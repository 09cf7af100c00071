//! Derived mission metrics: cost, mass and volume aggregates.
//!
//! Everything here is a pure function of a [`Layout`] snapshot. Nothing is
//! cached; callers recompute after every edit.

use serde::Serialize;

use crate::models::Layout;
use crate::services::compliance::ComplianceReport;
use crate::services::logistics::LogisticsEstimate;

/// Fixed mission constants.
pub mod constants {
    /// Structural mass present even with no modules placed (kg).
    pub const BASE_STRUCTURAL_MASS_KG: f64 = 10_000.0;
    /// Launch price per kilogram, in currency units.
    pub const LAUNCH_COST_PER_KG: f64 = 75_000.0;
    /// Currency units per reported million.
    pub const UNITS_PER_MILLION: f64 = 1_000_000.0;
}

/// Cost, mass and volume aggregates over a layout.
#[derive(Debug, Clone, Copy, PartialEq, Serialize)]
pub struct MissionMetrics {
    /// Number of placed modules
    pub module_count: usize,
    /// Sum of module costs (millions)
    pub hardware_cost: f64,
    /// Base structural mass plus module masses (kg)
    pub total_mass: f64,
    /// `total_mass * LAUNCH_COST_PER_KG`, in millions
    pub launch_cost: f64,
    /// Hardware plus launch cost (millions)
    pub total_cost: f64,
    /// Sum of module volumes (m³)
    pub total_volume: f64,
}

impl MissionMetrics {
    /// Computes the aggregates for `layout`.
    #[must_use]
    pub fn from_layout(layout: &Layout) -> Self {
        let modules = layout.modules();
        let hardware_cost: f64 = modules.iter().map(|m| m.cost).sum();
        let module_mass: f64 = modules.iter().map(|m| m.mass).sum();
        let total_volume: f64 = modules.iter().map(|m| m.volume).sum();

        let total_mass = constants::BASE_STRUCTURAL_MASS_KG + module_mass;
        let launch_cost = launch_cost(total_mass);

        Self {
            module_count: modules.len(),
            hardware_cost,
            total_mass,
            launch_cost,
            total_cost: hardware_cost + launch_cost,
            total_volume,
        }
    }
}

/// Launch cost in millions for a given mass in kilograms.
#[must_use]
pub fn launch_cost(total_mass_kg: f64) -> f64 {
    total_mass_kg * constants::LAUNCH_COST_PER_KG / constants::UNITS_PER_MILLION
}

/// Every derived figure for one layout snapshot, ready for display panels.
#[derive(Debug, Clone, PartialEq, Serialize)]
pub struct MissionReport {
    /// Cost, mass and volume aggregates
    pub metrics: MissionMetrics,
    /// Radiation, structural and NHV checks
    pub compliance: ComplianceReport,
    /// Launch logistics estimate
    pub logistics: LogisticsEstimate,
}

impl MissionReport {
    /// Computes the full report for `layout`.
    #[must_use]
    pub fn from_layout(layout: &Layout) -> Self {
        let metrics = MissionMetrics::from_layout(layout);
        Self {
            compliance: ComplianceReport::evaluate(&metrics),
            logistics: LogisticsEstimate::for_dry_mass(metrics.total_mass),
            metrics,
        }
    }
}

#[cfg(test)]
mod tests {
    use super::*;
    use crate::models::{Module, ModuleType, Vec3};

    fn dorm_and_eclss() -> Layout {
        Layout::from_modules(vec![
            Module::new(ModuleType::Dormitory),
            Module::new(ModuleType::LifeSupport).at(Vec3::new(10.0, 0.0, 0.0)),
        ])
    }

    #[test]
    fn test_empty_layout_metrics() {
        let metrics = MissionMetrics::from_layout(&Layout::new());
        assert_eq!(metrics.module_count, 0);
        assert_eq!(metrics.hardware_cost, 0.0);
        assert_eq!(metrics.total_mass, constants::BASE_STRUCTURAL_MASS_KG);
        assert_eq!(metrics.total_volume, 0.0);
        assert_eq!(metrics.launch_cost, 750.0);
        assert_eq!(metrics.total_cost, 750.0);
    }

    #[test]
    fn test_dormitory_and_eclss_scenario() {
        let metrics = MissionMetrics::from_layout(&dorm_and_eclss());
        assert_eq!(metrics.module_count, 2);
        assert_eq!(metrics.hardware_cost, 195.0);
        assert_eq!(
            metrics.total_mass,
            constants::BASE_STRUCTURAL_MASS_KG + 20_000.0
        );
        assert_eq!(metrics.total_volume, 200.0);
        // 30 000 kg * 75 000 / 1e6
        assert_eq!(metrics.launch_cost, 2250.0);
        assert_eq!(metrics.total_cost, 2445.0);
    }

    #[test]
    fn test_metrics_follow_scale() {
        let mut module = Module::new(ModuleType::Storage);
        module.set_scale(2.0);
        let metrics = MissionMetrics::from_layout(&Layout::from_modules(vec![module]));
        assert_eq!(metrics.hardware_cost, 200.0);
        assert_eq!(metrics.total_volume, 720.0);
        assert_eq!(metrics.total_mass, 10_000.0 + 40_000.0);
    }

    #[test]
    fn test_report_bundles_all_sections() {
        let report = MissionReport::from_layout(&dorm_and_eclss());
        assert_eq!(report.metrics.total_mass, 30_000.0);
        assert!(report.compliance.nhv.passed);
        assert_eq!(report.logistics.dry_mass, 30_000.0);

        let json = serde_json::to_value(&report).unwrap();
        assert!(json["metrics"].is_object());
        assert!(json["compliance"]["radiation"].is_object());
        assert!(json["logistics"]["launch_windows"].is_array());
    }
}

What to do:
From the opening line of the data above through the line that contains "let total_volume: f64", please print each line as it stands and only those lines.

Solution to the problem:
repository 09cf7af100c00071
//! Derived mission metrics: cost, mass and volume aggregates.
//!
//! Everything here is a pure function of a [`Layout`] snapshot. Nothing is
//! cached; callers recompute after every edit.

use serde::Serialize;

use crate::models::Layout;
use crate::services::compliance::ComplianceReport;
use crate::services::logistics::LogisticsEstimate;

/// Fixed mission constants.
pub mod constants {
    /// Structural mass present even with no modules placed (kg).
    pub const BASE_STRUCTURAL_MASS_KG: f64 = 10_000.0;
    /// Launch price per kilogram, in currency units.
    pub const LAUNCH_COST_PER_KG: f64 = 75_000.0;
    /// Currency units per reported million.
    pub const UNITS_PER_MILLION: f64 = 1_000_000.0;
}

/// Cost, mass and volume aggregates over a layout.
#[derive(Debug, Clone, Copy, PartialEq, Serialize)]
pub struct MissionMetrics {
    /// Number of placed modules
    pub module_count: usize,
    /// Sum of module costs (millions)
    pub hardware_cost: f64,
    /// Base structural mass plus module masses (kg)
    pub total_mass: f64,
    /// `total_mass * LAUNCH_COST_PER_KG`, in millions
    pub launch_cost: f64,
    /// Hardware plus launch cost (millions)
    pub total_cost: f64,
    /// Sum of module volumes (m³)
    pub total_volume: f64,
}

impl MissionMetrics {
    /// Computes the aggregates for `layout`.
    #[must_use]
    pub fn from_layout(layout: &Layout) -> Self {
        let modules = layout.modules();
        let hardware_cost: f64 = modules.iter().map(|m| m.cost).sum();
        let module_mass: f64 = modules.iter().map(|m| m.mass).sum();
        let total_volume: f64 = modules.iter().map(|m| m.volume).sum();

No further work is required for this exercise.